Eventuali errori portano a non controllare più il ciclo e arrivare anche al tumore.

C'è un aumento della frequenza degli errori nel passare da trascrizione a

traduzione: i ribosomi sbagliano più della DNA polimerasi. Tenere una frequenza

di errori molto bassa costa troppa energia: ecco perché la cellula preferisce

sbagliare sui ribosomi (pochi danni) e non nella sintesi. Le cellule dopo la mitosi

devono avere la stessa quantità e qualità di DNA. In G1 si vedono i due

cromosomi omologhi e ogni colore corrisponde a un tipo di gene e la

successione è la stessa: si vede da forma e colore di fondo.
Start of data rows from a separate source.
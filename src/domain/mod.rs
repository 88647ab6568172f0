//! Core domain models for pkgdist
//!
//! This module contains the fundamental types used throughout the application:
//! - Manifest fields and output variants
//! - Canonical output naming
//! - Build targets and output descriptors

mod field;
mod naming;
mod target;

pub use field::{Field, OutputVariant, CONFIG_FIELD};
pub use naming::{
    default_umd_name, dist_basename, entry_chunk_name, expected_browser_field,
    expected_output_path,
};
pub use target::{BuildTarget, ExportsMode, ModuleFormat, OutputDescriptor, TargetKind};
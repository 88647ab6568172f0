//! External tool invocation
//!
//! This module provides:
//! - Parsing of a configured command line (`node scripts/bundle.js --fast`)
//! - Running it with a JSON request on stdin and capturing its output

use std::path::Path;
use std::process::Stdio;
use tokio::io::AsyncWriteExt;
use tokio::process::Command;

/// Output of an external tool run
#[derive(Debug, Clone)]
pub struct CommandOutput {
    /// Whether the process exited successfully
    pub success: bool,
    /// Standard output from the command
    pub stdout: String,
    /// Standard error from the command
    pub stderr: String,
}

/// A configured external command
#[derive(Debug, Clone, PartialEq, Eq)]
pub struct ExternalCommand {
    program: String,
    args: Vec<String>,
}

impl ExternalCommand {
    /// Split a command line on whitespace
    ///
    /// Returns `None` for an empty command line.
    pub fn parse(command_line: &str) -> Option<Self> {
        let mut parts = command_line.split_whitespace().map(str::to_string);
        let program = parts.next()?;
        Some(Self {
            program,
            args: parts.collect(),
        })
    }

    pub fn program(&self) -> &str {
        &self.program
    }

    /// Run the command in `working_dir`, writing `input` to its stdin
    pub async fn run(&self, input: &[u8], working_dir: &Path) -> std::io::Result<CommandOutput> {
        let mut child = Command::new(&self.program)
            .args(&self.args)
            .current_dir(working_dir)
            .stdin(Stdio::piped())
            .stdout(Stdio::piped())
            .stderr(Stdio::piped())
            .kill_on_drop(true)
            .spawn()?;

        if let Some(mut stdin) = child.stdin.take() {
            // the tool may exit without reading its input
            match stdin.write_all(input).await {
                Err(e) if e.kind() == std::io::ErrorKind::BrokenPipe => {}
                other => other?,
            }
        }

        let output = child.wait_with_output().await?;
        Ok(CommandOutput {
            success: output.status.success(),
            stdout: String::from_utf8_lossy(&output.stdout).into_owned(),
            stderr: String::from_utf8_lossy(&output.stderr).trim().to_string(),
        })
    }
}

impl std::fmt::Display for ExternalCommand {
    fn fmt(&self, f: &mut std::fmt::Formatter<'_>) -> std::fmt::Result {
        write!(f, "{}", self.program)?;
        for arg in &self.args {
            write!(f, " {}", arg)?;
        }
        Ok(())
    }
}
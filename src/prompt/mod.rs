//! Interactive prompts
//!
//! - [`Prompter`]: the question → answer provider
//! - [`PromptQueue`]: serializes every prompt of a run, one at a time
//! - [`ConfirmLoader`]: asks a yes/no question at most once per subject
//! - [`Prompts`]: the confirmations used by init and build

mod confirm;
mod queue;
mod terminal;

pub use confirm::ConfirmLoader;
pub use queue::PromptQueue;
pub use terminal::TerminalPrompter;

use crate::error::PromptError;
use crate::messages;
use async_trait::async_trait;
use std::sync::Arc;

/// Question → answer provider
#[async_trait]
pub trait Prompter: Send + Sync {
    /// Ask a yes/no question about `subject`
    async fn confirm(&self, question: &str, subject: &str) -> Result<bool, PromptError>;

    /// Ask for free text about `subject`, offering `default`
    async fn input(
        &self,
        question: &str,
        subject: &str,
        default: Option<&str>,
    ) -> Result<String, PromptError>;
}

/// Every confirmation of a run, each asked once per subject
pub struct Prompts {
    queue: Arc<PromptQueue>,
    pub write_main_field: ConfirmLoader,
    pub write_module_field: ConfirmLoader,
    pub fix_module_field: ConfirmLoader,
    pub fix_umd_build: ConfirmLoader,
    pub fix_browser_field: ConfirmLoader,
    pub add_browser_field: ConfirmLoader,
    pub build_workspace_packages: ConfirmLoader,
}

impl Prompts {
    pub fn new(prompter: Arc<dyn Prompter>) -> Self {
        let queue = Arc::new(PromptQueue::new(prompter));
        let loader = |question: &str| ConfirmLoader::new(question, queue.clone());
        Self {
            write_main_field: loader(messages::WRITE_MAIN_FIELD),
            write_module_field: loader(messages::WRITE_MODULE_FIELD),
            fix_module_field: loader(messages::FIX_MODULE_FIELD),
            fix_umd_build: loader(messages::FIX_UMD_BUILD),
            fix_browser_field: loader(messages::FIX_BROWSER_FIELD),
            add_browser_field: loader(messages::ADD_BROWSER_FIELD),
            build_workspace_packages: loader(messages::BUILD_WORKSPACE_PACKAGES),
            queue,
        }
    }

    /// Shared prompt queue
    pub fn queue(&self) -> &Arc<PromptQueue> {
        &self.queue
    }

    /// Ask for free text through the queue
    pub async fn input(
        &self,
        question: &str,
        subject: &str,
        default: Option<&str>,
    ) -> Result<String, PromptError> {
        self.queue.input(question, subject, default).await
    }
}
//! Interactive project setup
//!
//! Workspace packages are confirmed first, then for each package, concurrently:
//! 1. `main` is required; offered when any entrypoint lacks a valid one
//! 2. `module` is offered when no entrypoint has one, and fixed when invalid
//! 3. `umd:main` is fixed when invalid, and a `umdName` asked for when missing
//! 4. `browser` is fixed when present but invalid

use super::{load_packages, OpSummary};
use crate::domain::{default_umd_name, Field};
use crate::error::BuildError;
use crate::manifest::{Package, Project};
use crate::messages;
use crate::orchestrator::confirm_workspace_packages;
use crate::output::Reporter;
use crate::prompt::Prompts;
use std::sync::Arc;
use tokio::task::JoinSet;

/// Set up the entrypoint fields of every package
pub async fn init(
    project: &Arc<Project>,
    prompts: &Arc<Prompts>,
    reporter: &Reporter,
) -> Result<OpSummary, BuildError> {
    confirm_workspace_packages(project, prompts).await?;
    let mut summary = OpSummary::default();
    let packages = load_packages(project, &mut summary).await?;

    let mut tasks = JoinSet::new();
    for package in packages {
        let prompts = prompts.clone();
        tasks.spawn(async move {
            let name = package.name().to_string();
            (name, init_package(package, &prompts).await)
        });
    }

    while let Some(joined) = tasks.join_next().await {
        match joined {
            Ok((name, Ok(()))) => summary.succeeded.push(name),
            Ok((name, Err(e))) => summary.fail(name, e),
            Err(e) => summary.fail(
                project.name(),
                BuildError::fatal(format!("init task failed: {}", e)),
            ),
        }
    }

    summary.succeeded.sort();
    summary.report_failures(reporter);
    if summary.is_success() {
        reporter.success(messages::INITIALISED_PROJECT, None);
    }
    Ok(summary)
}

async fn init_package(mut package: Package, prompts: &Prompts) -> Result<(), BuildError> {
    let name = package.name().to_string();

    if package.entrypoints().iter().any(|e| !e.is_valid(Field::Main)) {
        if !prompts.write_main_field.ask(&name).await? {
            return Err(BuildError::DeniedWriteField { field: Field::Main });
        }
        set_all(&mut package, Field::Main);
    }

    let none_have_module = package.entrypoints().iter().all(|e| !e.has(Field::Module));
    let some_module_invalid = package
        .entrypoints()
        .iter()
        .any(|e| e.has(Field::Module) && !e.is_valid(Field::Module));
    if none_have_module {
        if prompts.write_module_field.ask(&name).await? {
            set_all(&mut package, Field::Module);
        }
    } else if some_module_invalid {
        if !prompts.fix_module_field.ask(&name).await? {
            return Err(BuildError::DeniedWriteField {
                field: Field::Module,
            });
        }
        set_all(&mut package, Field::Module);
    }

    let has_umd = package.entrypoints().iter().any(|e| e.has(Field::UmdMain));
    if has_umd {
        let some_umd_invalid = package
            .entrypoints()
            .iter()
            .any(|e| !e.is_valid(Field::UmdMain));
        if some_umd_invalid {
            if !prompts.fix_umd_build.ask(&name).await? {
                return Err(BuildError::DeniedWriteField {
                    field: Field::UmdMain,
                });
            }
            set_all(&mut package, Field::UmdMain);
        }

        for entrypoint in package.entrypoints_mut() {
            if entrypoint.has(Field::UmdMain) && entrypoint.umd_name()?.is_none() {
                let default = default_umd_name(entrypoint.package_name());
                let umd_name = prompts
                    .input(messages::UMD_NAME, &entrypoint.display_name(), Some(&default))
                    .await?;
                entrypoint.set_umd_name(umd_name);
            }
        }
    }

    let some_browser_invalid = package
        .entrypoints()
        .iter()
        .any(|e| e.has(Field::Browser) && !e.is_valid(Field::Browser));
    if some_browser_invalid {
        if !prompts.fix_browser_field.ask(&name).await? {
            return Err(BuildError::DeniedWriteField {
                field: Field::Browser,
            });
        }
        set_all(&mut package, Field::Browser);
    }

    package.save().await?;
    log::debug!("initialised {}", name);
    Ok(())
}

/// Set a field to its canonical value on every entrypoint
fn set_all(package: &mut Package, field: Field) {
    for entrypoint in package.entrypoints_mut() {
        entrypoint.set_expected(field);
    }
}
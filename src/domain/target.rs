//! Build target and output descriptor types

use serde::{Deserialize, Serialize};
use std::collections::BTreeMap;
use std::fmt;
use std::path::PathBuf;

/// Kind of bundler invocation
#[derive(Debug, Clone, Copy, PartialEq, Eq, Hash, PartialOrd, Ord, Serialize, Deserialize)]
#[serde(rename_all = "lowercase")]
pub enum TargetKind {
    /// Development CommonJS (+ ES module) build
    Dev,
    /// Production CommonJS build
    Prod,
    /// Browser-specific CommonJS (+ ES module) build
    Browser,
    /// Self-contained UMD build for a single entrypoint
    Umd,
}

impl TargetKind {
    /// Returns the lowercase name of this kind
    pub fn as_str(&self) -> &'static str {
        match self {
            TargetKind::Dev => "dev",
            TargetKind::Prod => "prod",
            TargetKind::Browser => "browser",
            TargetKind::Umd => "umd",
        }
    }
}

impl fmt::Display for TargetKind {
    fn fmt(&self, f: &mut fmt::Formatter<'_>) -> fmt::Result {
        write!(f, "{}", self.as_str())
    }
}

/// Module format of an output
#[derive(Debug, Clone, Copy, PartialEq, Eq, Hash, Serialize, Deserialize)]
#[serde(rename_all = "lowercase")]
pub enum ModuleFormat {
    /// CommonJS
    Cjs,
    /// ES module
    Esm,
    /// Universal module definition
    Umd,
}

/// How a CommonJS output exposes its exports
#[derive(Debug, Clone, Copy, PartialEq, Eq, Hash, Serialize, Deserialize)]
#[serde(rename_all = "lowercase")]
pub enum ExportsMode {
    /// Always use named exports (`exports.default` for the default export)
    Named,
    /// Let the bundler decide
    Auto,
}

/// One output of a bundler invocation
#[derive(Debug, Clone, PartialEq, Eq, Serialize, Deserialize)]
#[serde(rename_all = "camelCase")]
pub struct OutputDescriptor {
    /// Module format
    pub format: ModuleFormat,
    /// File-name pattern for entry chunks
    pub entry_file_names: String,
    /// File-name pattern for shared chunks
    #[serde(skip_serializing_if = "Option::is_none")]
    pub chunk_file_names: Option<String>,
    /// Directory chunk file names are relative to
    pub dir: PathBuf,
    /// Export mode for CommonJS outputs
    pub exports: ExportsMode,
    /// Global variable name of a UMD bundle
    #[serde(skip_serializing_if = "Option::is_none")]
    pub umd_name: Option<String>,
    /// External dependency → global identifier for UMD bundles
    #[serde(skip_serializing_if = "BTreeMap::is_empty", default)]
    pub globals: BTreeMap<String, String>,
    /// Whether a source map is emitted next to the output
    pub sourcemap: bool,
}

impl OutputDescriptor {
    /// Create a descriptor with the given format and patterns
    pub fn new(
        format: ModuleFormat,
        entry_file_names: impl Into<String>,
        dir: impl Into<PathBuf>,
    ) -> Self {
        Self {
            format,
            entry_file_names: entry_file_names.into(),
            chunk_file_names: None,
            dir: dir.into(),
            exports: ExportsMode::Auto,
            umd_name: None,
            globals: BTreeMap::new(),
            sourcemap: false,
        }
    }

    /// Set the shared chunk file-name pattern
    pub fn with_chunk_file_names(mut self, pattern: impl Into<String>) -> Self {
        self.chunk_file_names = Some(pattern.into());
        self
    }

    /// Set the export mode
    pub fn with_exports(mut self, exports: ExportsMode) -> Self {
        self.exports = exports;
        self
    }

    /// Set the UMD name and globals
    pub fn with_umd(mut self, name: impl Into<String>, globals: BTreeMap<String, String>) -> Self {
        self.umd_name = Some(name.into());
        self.globals = globals;
        self
    }

    /// Enable source maps
    pub fn with_sourcemap(mut self) -> Self {
        self.sourcemap = true;
        self
    }
}

/// One bundler invocation
#[derive(Debug, Clone, PartialEq, Eq, Serialize, Deserialize)]
#[serde(rename_all = "camelCase")]
pub struct BuildTarget {
    /// Target kind
    pub kind: TargetKind,
    /// Entry chunk name → source file
    pub entries: BTreeMap<String, PathBuf>,
    /// Dependency names kept out of the bundle
    pub externals: Vec<String>,
    /// Expression → replacement applied to the code
    pub replacements: BTreeMap<String, String>,
    /// Outputs written from the bundle
    pub outputs: Vec<OutputDescriptor>,
}

impl BuildTarget {
    /// Returns true if `id` is one of the externals or a sub-path of one
    pub fn is_external(&self, id: &str) -> bool {
        self.externals.iter().any(|dep| {
            id == dep
                || id
                    .strip_prefix(dep.as_str())
                    .is_some_and(|rest| rest.starts_with('/'))
        })
    }
}
use super::{BundleOutput, BundleRequest, Bundler};
use crate::command::ExternalCommand;
use crate::error::BundlerError;
use async_trait::async_trait;

/// Bundler run as a child process
///
/// The request is written to the command's stdin as JSON and the
/// [`BundleOutput`] is read back from its stdout. A non-zero exit is a build
/// failure whose detail is the command's stderr.
#[derive(Debug, Clone)]
pub struct ExternalBundler {
    command: ExternalCommand,
}

impl ExternalBundler {
    pub fn new(command: ExternalCommand) -> Self {
        Self { command }
    }
}

#[async_trait]
impl Bundler for ExternalBundler {
    async fn bundle(&self, request: &BundleRequest) -> Result<BundleOutput, BundlerError> {
        let input = serde_json::to_vec(request).map_err(|e| BundlerError::Protocol {
            message: e.to_string(),
        })?;

        log::debug!(
            "running {} for the {} build of {}",
            self.command,
            request.target.kind,
            request.package_name
        );
        let output = self
            .command
            .run(&input, &request.package_dir)
            .await
            .map_err(|source| BundlerError::Spawn {
                program: self.command.program().to_string(),
                source,
            })?;

        if !output.success {
            return Err(BundlerError::Failure {
                target: request.target.kind.to_string(),
                detail: output.stderr,
            });
        }

        serde_json::from_str(&output.stdout).map_err(|e| BundlerError::Protocol {
            message: e.to_string(),
        })
    }
}

#[cfg(all(test, unix))]
mod tests {
    use super::*;
    use crate::domain::{BuildTarget, TargetKind};
    use std::collections::BTreeMap;
    use std::path::PathBuf;

    fn request() -> BundleRequest {
        BundleRequest {
            package_name: "pkg".to_string(),
            package_dir: PathBuf::from("."),
            target: BuildTarget {
                kind: TargetKind::Dev,
                entries: BTreeMap::new(),
                externals: Vec::new(),
                replacements: BTreeMap::new(),
                outputs: Vec::new(),
            },
        }
    }

    #[tokio::test]
    async fn test_non_zero_exit_is_failure() {
        let bundler = ExternalBundler::new(ExternalCommand::parse("false").unwrap());
        let err = bundler.bundle(&request()).await.unwrap_err();
        assert!(matches!(err, BundlerError::Failure { ref target, .. } if target == "dev"));
    }

    #[tokio::test]
    async fn test_protocol_error_on_invalid_json() {
        // `cat` echoes the request, which is not a bundle output
        let bundler = ExternalBundler::new(ExternalCommand::parse("cat").unwrap());
        let err = bundler.bundle(&request()).await.unwrap_err();
        assert!(matches!(err, BundlerError::Protocol { .. }));
    }
}
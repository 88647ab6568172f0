//! Entrypoint: one importable path of a package
//!
//! The primary entrypoint lives at the package root and shares the package
//! manifest. Secondary entrypoints own a `package.json` in their directory,
//! which is created on save when it does not exist yet.

use super::json::{FieldValue, Manifest, PathMapping};
use super::project::Project;
use super::strict::StrictEntrypoint;
use crate::domain::{
    entry_chunk_name, expected_browser_field, expected_output_path, Field, OutputVariant,
};
use crate::error::{ConfigError, ManifestError};
use serde_json::{json, Value};
use std::collections::BTreeMap;
use std::path::{Path, PathBuf};

/// One entrypoint of a package
#[derive(Debug, Clone)]
pub struct Entrypoint {
    package_name: String,
    package_umd_name: Option<String>,
    directory: PathBuf,
    relative: String,
    source: PathBuf,
    manifest: Manifest,
}

impl Entrypoint {
    pub(crate) fn new(
        package_name: impl Into<String>,
        package_umd_name: Option<String>,
        directory: impl Into<PathBuf>,
        relative: impl Into<String>,
        source: impl Into<PathBuf>,
        manifest: Manifest,
    ) -> Self {
        Self {
            package_name: package_name.into(),
            package_umd_name,
            directory: directory.into(),
            relative: relative.into(),
            source: source.into(),
            manifest,
        }
    }

    /// Name of the owning package
    pub fn package_name(&self) -> &str {
        &self.package_name
    }

    /// Absolute directory of the entrypoint
    pub fn directory(&self) -> &Path {
        &self.directory
    }

    /// Directory relative to the package, `""` for the primary entrypoint
    pub fn relative(&self) -> &str {
        &self.relative
    }

    /// Returns true for the entrypoint at the package root
    pub fn is_primary(&self) -> bool {
        self.relative.is_empty()
    }

    /// Source file the entrypoint is built from
    pub fn source(&self) -> &Path {
        &self.source
    }

    /// Manifest holding this entrypoint's fields
    pub fn manifest(&self) -> &Manifest {
        &self.manifest
    }

    /// Bundler chunk name of this entrypoint
    pub fn chunk_name(&self) -> String {
        entry_chunk_name(&self.package_name, &self.relative)
    }

    /// Display name used in messages, e.g. `pkg/utils`
    pub fn display_name(&self) -> String {
        if self.is_primary() {
            self.package_name.clone()
        } else {
            format!("{}/{}", self.package_name, self.relative)
        }
    }

    pub fn main(&self) -> Result<Option<String>, ConfigError> {
        self.string(Field::Main)
    }

    pub fn module(&self) -> Result<Option<String>, ConfigError> {
        self.string(Field::Module)
    }

    pub fn umd_main(&self) -> Result<Option<String>, ConfigError> {
        self.string(Field::UmdMain)
    }

    pub fn browser(&self) -> Result<Option<PathMapping>, ConfigError> {
        self.manifest
            .path_mapping(Field::Browser)
            .into_result(Field::Browser, self.manifest.path())
    }

    pub fn react_native(&self) -> Result<Option<PathMapping>, ConfigError> {
        self.manifest
            .path_mapping(Field::ReactNative)
            .into_result(Field::ReactNative, self.manifest.path())
    }

    /// UMD global name, falling back to the package's config block
    pub fn umd_name(&self) -> Result<Option<String>, ConfigError> {
        match self.string(Field::UmdName)? {
            Some(name) => Ok(Some(name)),
            None => Ok(self.package_umd_name.clone()),
        }
    }

    /// Canonical value of a path field for this entrypoint
    ///
    /// Returns `None` for fields without a canonical value.
    pub fn expected(&self, field: Field) -> Option<Value> {
        let path = |variant| Value::String(expected_output_path(&self.package_name, variant));
        match field {
            Field::Main => Some(path(OutputVariant::Cjs)),
            Field::Module => Some(path(OutputVariant::Esm)),
            Field::UmdMain => Some(path(OutputVariant::UmdMin)),
            Field::Browser => Some(Value::Object(expected_browser_field(
                &self.package_name,
                self.has(Field::Module),
            ))),
            _ => None,
        }
    }

    /// Returns true if the field holds its canonical value
    pub fn is_valid(&self, field: Field) -> bool {
        match field {
            Field::Browser => {
                let expected =
                    expected_browser_mapping(&self.package_name, self.has(Field::Module));
                matches!(
                    self.manifest.path_mapping(Field::Browser),
                    FieldValue::Present(PathMapping::Mapping(map)) if map == expected
                )
            }
            field => match self.expected(field) {
                Some(expected) => self.manifest.get(field) == Some(&expected),
                None => false,
            },
        }
    }

    /// Returns true if the field is present, whatever its value
    pub fn has(&self, field: Field) -> bool {
        self.manifest.get(field).is_some_and(|value| !value.is_null())
    }

    /// Set a field to its canonical value
    pub fn set_expected(&mut self, field: Field) {
        if let Some(value) = self.expected(field) {
            self.manifest.set(field, value);
        }
    }

    /// Set the UMD global name of this entrypoint
    pub fn set_umd_name(&mut self, name: impl Into<String>) {
        self.manifest.set(Field::UmdName, json!(name.into()));
    }

    /// Remove a field from this entrypoint's manifest
    pub fn remove(&mut self, field: Field) {
        self.manifest.remove(field);
    }

    /// Validate and convert into the shape the build needs
    pub fn strict(&self) -> Result<StrictEntrypoint, ConfigError> {
        let path = self.manifest.path();

        let main = self
            .main()?
            .ok_or_else(|| ConfigError::invalid(Field::Main, path, "the field is missing"))?;
        self.require_valid(Field::Main)?;

        let module = self.module()?;
        if module.is_some() {
            self.require_valid(Field::Module)?;
        }

        let browser = match self.browser()? {
            Some(_) => {
                self.require_valid(Field::Browser)?;
                Some(expected_browser_mapping(
                    &self.package_name,
                    module.is_some(),
                ))
            }
            None => None,
        };

        let umd_main = self.umd_main()?;
        let umd_name = self.umd_name()?;
        if umd_main.is_some() {
            self.require_valid(Field::UmdMain)?;
            if umd_name.as_deref().is_none_or(str::is_empty) {
                return Err(ConfigError::UmdNameNotSpecified {
                    path: path.to_path_buf(),
                });
            }
        }

        Ok(StrictEntrypoint {
            relative: self.relative.clone(),
            directory: self.directory.clone(),
            source: self.source.clone(),
            chunk_name: self.chunk_name(),
            main,
            module,
            browser,
            umd_main,
            umd_name,
            react_native: self.react_native()?,
        })
    }

    /// Write this entrypoint's manifest
    ///
    /// When the manifest is the project's root manifest, the project's shared
    /// configuration is written with it; otherwise pending project changes are
    /// saved afterwards.
    pub async fn save(&mut self, project: &Project) -> Result<(), ManifestError> {
        if self.manifest.path() == project.manifest_path() {
            project.save_root_manifest(&mut self.manifest).await?;
        } else {
            self.manifest.save().await?;
            if project.is_dirty() {
                project.save().await?;
            }
        }
        log::debug!("saved {}", self.manifest.path().display());
        Ok(())
    }

    fn string(&self, field: Field) -> Result<Option<String>, ConfigError> {
        self.manifest
            .string(field)
            .into_result(field, self.manifest.path())
    }

    fn require_valid(&self, field: Field) -> Result<(), ConfigError> {
        if self.is_valid(field) {
            return Ok(());
        }
        let expected = self
            .expected(field)
            .map(|value| value.to_string())
            .unwrap_or_default();
        Err(ConfigError::invalid(
            field,
            self.manifest.path(),
            format!("it should be {}", expected),
        ))
    }
}

/// Browser mapping expected for an entrypoint, as plain strings
pub fn expected_browser_mapping(package_name: &str, has_module: bool) -> BTreeMap<String, String> {
    expected_browser_field(package_name, has_module)
        .into_iter()
        .filter_map(|(key, value)| value.as_str().map(|v| (key, v.to_string())))
        .collect()
}
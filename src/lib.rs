//! pkgdist - build orchestration for JavaScript library packages
//!
//! This library provides:
//! - A validated model of a project, its packages and their entrypoints
//! - The build target matrix derived from validated packages
//! - UMD global name resolution shared across concurrent builds
//! - A build orchestrator that recovers from configuration gaps and retries
//! - The `init`, `fix` and `validate` project operations

pub mod bundler;
pub mod cli;
pub mod command;
pub mod companion;
pub mod declarations;
pub mod domain;
pub mod error;
pub mod globals;
pub mod manifest;
pub mod messages;
pub mod ops;
pub mod orchestrator;
pub mod output;
pub mod plan;
pub mod progress;
pub mod prompt;
pub mod worker;
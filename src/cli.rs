//! CLI argument parsing module for pkgdist

use crate::command::ExternalCommand;
use clap::{Args, Parser, Subcommand};
use std::path::PathBuf;

/// Build and validate JavaScript library packages
#[derive(Parser, Debug, Clone)]
#[command(name = "pkgdist", version, about = "Build and validate JavaScript library packages")]
pub struct CliArgs {
    /// Enable verbose output
    #[arg(long, global = true)]
    pub verbose: bool,

    /// Enable quiet mode - errors only
    #[arg(short, long, global = true)]
    pub quiet: bool,

    #[command(subcommand)]
    pub command: Command,
}

#[derive(Subcommand, Debug, Clone)]
pub enum Command {
    /// Build the bundles of every package
    Build(BuildArgs),

    /// Interactively set up the entrypoint fields of every package
    Init {
        /// Project directory (default: current directory)
        #[arg(default_value = ".")]
        path: PathBuf,
    },

    /// Rewrite invalid entrypoint fields to their expected values
    Fix {
        /// Project directory (default: current directory)
        #[arg(default_value = ".")]
        path: PathBuf,
    },

    /// Check the entrypoint fields of every package
    Validate {
        /// Project directory (default: current directory)
        #[arg(default_value = ".")]
        path: PathBuf,
    },
}

impl Command {
    /// Project directory the command runs in
    pub fn path(&self) -> &PathBuf {
        match self {
            Command::Build(args) => &args.path,
            Command::Init { path } | Command::Fix { path } | Command::Validate { path } => path,
        }
    }
}

#[derive(Args, Debug, Clone)]
pub struct BuildArgs {
    /// Project directory (default: current directory)
    #[arg(default_value = ".")]
    pub path: PathBuf,

    /// Bundler command; receives a build request as JSON on stdin
    #[arg(long, env = "PKGDIST_BUNDLER")]
    pub bundler: String,

    /// Declaration generator command, needed for TypeScript packages
    #[arg(long, env = "PKGDIST_DECLARATIONS")]
    pub declarations: Option<String>,

    /// Number of declaration workers (default: number of CPUs)
    #[arg(long, env = "PKGDIST_WORKERS", value_parser = parse_workers)]
    pub workers: Option<usize>,
}

/// Settings of a build run taken from the command line and environment
#[derive(Debug, Clone)]
pub struct BuildSettings {
    pub bundler: ExternalCommand,
    pub declarations: Option<ExternalCommand>,
    pub workers: usize,
}

impl BuildArgs {
    /// Resolve the build settings, failing on an empty bundler command
    pub fn settings(&self) -> Result<BuildSettings, String> {
        let bundler = ExternalCommand::parse(&self.bundler)
            .ok_or_else(|| "the bundler command is empty".to_string())?;
        let declarations = self.declarations.as_deref().and_then(ExternalCommand::parse);
        Ok(BuildSettings {
            bundler,
            declarations,
            workers: self.workers.unwrap_or_else(num_cpus::get),
        })
    }
}

fn parse_workers(s: &str) -> Result<usize, String> {
    let workers: usize = s
        .trim()
        .parse()
        .map_err(|_| format!("invalid number of workers: {}", s))?;
    if workers == 0 {
        return Err("at least one worker is required".to_string());
    }
    Ok(workers)
}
Dopo la mitosi

dobbiamo avere due cellule con stessi geni e con cromosomi esattamente uguali

a quelli della cellula madre. Finita la fase S abbiamo i due cromosomi duplicati che

tra di loro sono esattamente identici. La mitosi fa sì che le due cellule risultanti

siano uguali a quella della madre: lo scopo è far segregare/separare in modo

corretto i cromatidi fratelli. Una volta che il DNA che si è duplicato si deve

suddividere e lo deve fare in modo estremamente preciso. Se vi sono assenze di

uno dei due omologhi si hanno alterazioni esagerate e poi il DNA non si deve

rompere. Un cromatidio va in una cellula e l'altro nell'altra cellula perché abbiamo

uguale contenuto energetico.

Procedimento: la cellula che va incontro a mitosi ha già duplicato il materiale

genetico. Le varie fasi della mitosi sono classificate in base alla morfologia dei

cromosomi alla loro disposizione, alla presenza o meno della membrana nucleare

e al numero/presenza dei centrosomi. La mitosi si può classificare in 4-5 fasi:

profase, metafase, anafase e citochinesi. Alcuni mettono anche la prometafase. Da

metafase a anafase non si può passare se non si soddisfano certe condizioni. A

livello biologico è un evento continuo. Se paragoniamo il nucleo in G2 e quello di

una cellula in profase si vede che compaiono i cromosomi spiralizzati e colorati

intensamente rispetto al nucleo (da cromatina diffusa a uno stadio di cromatina

spiralizzata, ovvero cromosoma, e questi stadi si alternano a ogni ciclo cellulare; la

cromatina se non è spiralizzata è difficile da dividere e per questo le due fasi si

alternano e la spiralizzazione rende più semplice la divisione e la resistenza a

stress meccanici; non li teniamo sempre in questa fase troppo spiralizzata poiché

non ci sarebbe lo svolgimento delle funzioni del DNA, poiché la trascrizione non

avviene se la cromatina è spiralizzata)e c'è ancora la membrana. Il cromosoma ha

due cromatidi fratelli che sono vicini uno all'altro e legati nel centromero. Di un

cromosoma esiste un omologo (distinguibili solo per la lunghezza). Man mano che

si va verso la metafase si ha separazione longitudinale con un processo detto

risoluzione. Lo scopo è non solo di separare i cromatidi fratelli, ma che essi

sappiano dove andare dividendosi in modo equo. Ci pensa il centrosoma che si

attiva nell'interfase per poi duplicarsi in G2 dai quali si dipartono dei filamenti. I

centrosomi hanno due centrioli a forma di T. Un centrosoma non è da stampo

per un altro. I centrosomi si duplicano e stanno vicini tra loro. Quando il DNA è

già spiralizzato e siamo in profase si vede che i centrosomi si allontanano e

rilasciano dei prolungamenti, dei microtubuli, che sono ciò che permette ai

cromatidi di allontanarsi e andare verso i due centrosomi. I centrosomi sono i

due poli di aggregazione in cui convergono tutti i cromatidi fratelli. La cellula così

divide in modo corretto il materiale genetico. I centrosomi migrano e si

dispongono (quando una cellula si duplica la si può considerare una vera e

propria sfera perché sono in 3D) ai poli opposti della cellula. I poli sono infiniti e i

centrosomi si dispongono a 180 gradi l'uno dall'altro. I microtubuli si sono molto

allungati e si devono legare ai cromatidi in modo preciso per suddividerli e farli

migrare. I microtubuli si trovano nel citoplasma e i cromosomi sono nel nucleo:

per permettere il legame quindi n prometafase si dissolve la membrana nucleare.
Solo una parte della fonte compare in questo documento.